Ce retour de la gauche est-il si certain, lorsqu'on constate que le Parti socialiste est en décalage avec son électorat et que les syndicats ne veulent pas du PS dans la manifestation ?
Je n'ai pas eu le sentiment qu'en 2004, aux régionales et aux européennes, notre électorat nous ait fait défaut. Nous avons même remporté des succès « historiques ». Quant à notre présence dans les manifestations, les mouvements sociaux, je n'entends pas confondre les genres. Ce sont les syndicats qui organisent les mouvements sociaux, pas les partis politiques. Maintenant, il est normal d'y participer dès lors que nous partageons les mots d'ordre (lutte contre la précarité, défense des services publics, amélioration du pouvoir d'achat...). Mais notre rôle, c'est de traduire ces attentes en alternative politique. Toute victoire se mérite, il en sera de même pour 2007. L'impopularité du pouvoir actuel ne nous prémunit pas contre les risques de la dispersion, comme en 2002, de la confusion, que nous avons connue en 1995 avec la querelle Balladur-Chirac, dont celle qui oppose Nicolas Sarkozy et Dominique de Villepin n'est que la réplique. Et s'il y a, aujourd'hui, une exigence, c'est bien celle de l'unité des socialistes autour d'un projet audacieux et crédible.

La proposition de Nicolas Sarkozy de constituer au sein du capital de la SNCM un « seuil de minorité » est-elle meilleure que celle du premier ministre ?
L'attitude de Nicolas Sarkozy est révélatrice de l'incohérence qui s'est installée au sein même du pouvoir : on ne sait plus qui décide et qui est responsable de quoi. Que le ministre de l'Intérieur, après plusieurs jours d'absence, alors que la Corse est de nouveau en ébullition, qu'un bateau s'est fait arraisonner, qu'une préfecture a été victime d'un attentat, que le port de Marseille est bloqué, vienne nous dire qu'il a une autre proposition pour l'avenir de la SNCM que celle de son propre gouvernement, dépasse tout simplement l'entendement. Mais dans quel pays sommes-nous ? Sous quel régime ? Où est l'autorité ? Ce n'est plus de la rivalité politique, c'est de la pagaille d'Etat.

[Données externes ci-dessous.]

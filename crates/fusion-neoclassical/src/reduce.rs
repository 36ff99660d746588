// ─────────────────────────────────────────────────────────────────────
// SCPN Fusion Core — Surface Sweep
// © 1998–2026 Miroslav Šotek. All rights reserved.
// Contact: www.anulum.li | protoscience@anulum.li
// ORCID: https://orcid.org/0009-0009-3560-0851
// License: GNU AGPL v3 | Commercial licensing available
// ─────────────────────────────────────────────────────────────────────
//! Sequential reduction over flux surfaces and field lines.
//!
//! Surfaces are visited one at a time in grid order and the field lines of a
//! surface one at a time in α order, so the peak scratch memory is that of a
//! single field line. Every field line of a surface shares the surface's pitch
//! quadrature.

use crate::bounce::{FieldLine, REQUIRED_NAMES};
use crate::pitch::{is_untrapped, PitchQuadrature};
use fusion_math::quadrature::simpson_irregular;
use fusion_types::config::PitchRule;
use fusion_types::error::{FusionError, FusionResult};
use fusion_types::state::{DataMap, FieldLineGrid};
use ndarray::{Array1, Array2, ArrayView1, ArrayView3, Axis};
use tracing::debug;

/// Look up an input quantity, failing with the quantity's name.
pub fn require<'a>(data: &'a DataMap, name: &str) -> FusionResult<&'a Array1<f64>> {
    data.get(name).ok_or_else(|| FusionError::MissingQuantity {
        name: name.to_string(),
    })
}

/// One field line of a `(rho, alpha, zeta)` view.
fn line<'a>(view: ArrayView3<'a, f64>, ir: usize, ia: usize) -> ArrayView1<'a, f64> {
    view.index_axis_move(Axis(0), ir).index_axis_move(Axis(0), ia)
}

/// How the pitch quadrature of every surface is built.
#[derive(Debug, Clone, Copy, PartialEq, Eq)]
pub struct PitchSetup {
    pub num_pitch: usize,
    pub rule: PitchRule,
}

/// Evaluate `per_line` on every (surface, field line) of the grid.
///
/// `extra` lists the node-valued fields each [`FieldLine`] interpolates, in
/// the order the integrands read them from [`crate::bounce::LocalPoint`].
/// Surfaces on the magnetic axis take `axis_limit` when one is given.
/// Surfaces without trapped particles take zero. Returns `(rho, alpha)`.
pub fn sweep<F>(
    grid: &FieldLineGrid,
    data: &DataMap,
    extra: &[(&str, &Array1<f64>)],
    pitch: PitchSetup,
    axis_limit: Option<f64>,
    mut per_line: F,
) -> FusionResult<Array2<f64>>
where
    F: FnMut(&FieldLine, &PitchQuadrature) -> FusionResult<f64>,
{
    let [b_sup, b_sup_z, b, b_z] = REQUIRED_NAMES;
    let b_sup = grid.meshgrid_reshape(b_sup, require(data, b_sup)?)?;
    let b_sup_z = grid.meshgrid_reshape(b_sup_z, require(data, b_sup_z)?)?;
    let b = grid.meshgrid_reshape(b, require(data, b)?)?;
    let b_z = grid.meshgrid_reshape(b_z, require(data, b_z)?)?;
    let extra = extra
        .iter()
        .map(|&(name, values)| Ok((name, grid.meshgrid_reshape(name, values)?)))
        .collect::<FusionResult<Vec<_>>>()?;
    let min_b = grid.compress(require(data, "min_tz |B|")?.view())?;
    let max_b = grid.compress(require(data, "max_tz |B|")?.view())?;
    let zeta = grid.zeta().to_vec();

    let mut out = Array2::zeros((grid.num_rho(), grid.num_alpha()));
    for ir in 0..grid.num_rho() {
        if let Some(limit) = axis_limit.filter(|_| grid.is_axis_surface(ir)) {
            debug!(surface = ir, value = limit, "axis surface takes its limit value");
            out.row_mut(ir).fill(limit);
            continue;
        }
        if is_untrapped(min_b[ir], max_b[ir]) {
            debug!(surface = ir, min_b = min_b[ir], "no trapped particles on surface");
            continue;
        }
        let quad = PitchQuadrature::build(min_b[ir], max_b[ir], pitch.num_pitch, pitch.rule)?;
        debug!(
            surface = ir,
            field_lines = grid.num_alpha(),
            num_pitch = quad.len(),
            "sweeping surface"
        );
        for ia in 0..grid.num_alpha() {
            let fields: Vec<(&str, ArrayView1<f64>)> = extra
                .iter()
                .map(|&(name, view)| (name, line(view, ir, ia)))
                .collect();
            let field_line = FieldLine::new(
                &zeta,
                line(b, ir, ia),
                line(b_z, ir, ia),
                line(b_sup, ir, ia),
                line(b_sup_z, ir, ia),
                &fields,
            )?;
            out[[ir, ia]] = per_line(&field_line, &quad)?;
        }
    }
    Ok(out)
}

/// Line integral ∫ f dζ of a node quantity along every field line, by the
/// composite Simpson rule on the grid's ζ nodes. Returns `(rho, alpha)`.
pub fn integrate_lines(
    grid: &FieldLineGrid,
    name: &str,
    integrand: &Array1<f64>,
) -> FusionResult<Array2<f64>> {
    let view = grid.meshgrid_reshape(name, integrand)?;
    let zeta = grid.zeta().to_vec();
    let mut out = Array2::zeros((grid.num_rho(), grid.num_alpha()));
    for ir in 0..grid.num_rho() {
        for ia in 0..grid.num_alpha() {
            let samples = line(view, ir, ia).to_vec();
            out[[ir, ia]] = simpson_irregular(&samples, &zeta)?;
        }
    }
    Ok(out)
}

/// Unweighted mean over field lines.
///
/// Field lines followed over several transits sample the surface unevenly in
/// α, so every line counts the same regardless of the α spacing.
pub fn alpha_mean(per_line: &Array2<f64>) -> Array1<f64> {
    let n = per_line.ncols() as f64;
    per_line.sum_axis(Axis(1)) / n
}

Que pensez-vous de l'attitude de Dominique de Villepin sur ce dossier ?
Le premier ministre a multiplié les bévues, en improvisant, à la hâte, une solution financière et industrielle, à partir de son seul carnet d'adresses. On voit le résultat : trouble social persistant, désordre politique en Corse, affaiblissement de l'Etat, sinistre industriel. En matière de service de l'intérêt général, j'ai connu meilleur rendement. Mais le plus grave avec l'équipe actuelle, c'est l'absence de sincérité sur tous les sujets : la présentation fallacieuse des hypothèses budgétaires, l'ampleur ahurissante des déficits sociaux et la manipulation des chiffres du chômage. Dans les premières semaines du gouvernement Villepin, il y a eu l'illusion qu'il pouvait y avoir une autre façon d'agir. Mais c'est la même, parce que l'inspirateur est le même. Jacques Chirac a formé ses successeurs à l'art de la promesse sans lendemain et de la fausse rupture.

Le PS, qui signe un appel à manifester avec la Ligue communiste révolutionnaire, se déporte-t-il sur sa gauche ?
Nous sommes dans un temps fort de contestations. Face à la politique du gouvernement, je souhaite un rassemblement le plus large possible pour le faire reculer, au moment où il s'apprête à faire voter une réforme fiscale injuste, à privatiser inopportunément EDF, à remettre en cause l'accès aux soins avec la nouvelle formule de 18 euros sur les actes lourds et à accentuer encore la précarité du travail avec le contrat nouvelles embauches. Le Parti socialiste n'est pas là seulement pour résister ou pour empêcher, mais pour offrir un autre chemin. Bref, pour gouverner.

Vous êtes donc prêt à gouverner avec la LCR ?
Nous sommes prêts à fédérer toute la gauche autour d'un contrat de gouvernement qui nous engage devant les Français. J'en ferai la proposition à nos partenaires traditionnels, au lendemain de notre Congrès. Nous, nous voulons changer dès 2007 la réalité de notre pays. Toutefois, le temps presse. Que chacun prenne ses responsabilités. Que ceux qui en veulent toujours plus, prennent conscience du risque d'avoir beaucoup moins. Que ceux qui attendent la révolution permettent déjà aux Français, qui veulent des réformes progressistes, de battre la droite.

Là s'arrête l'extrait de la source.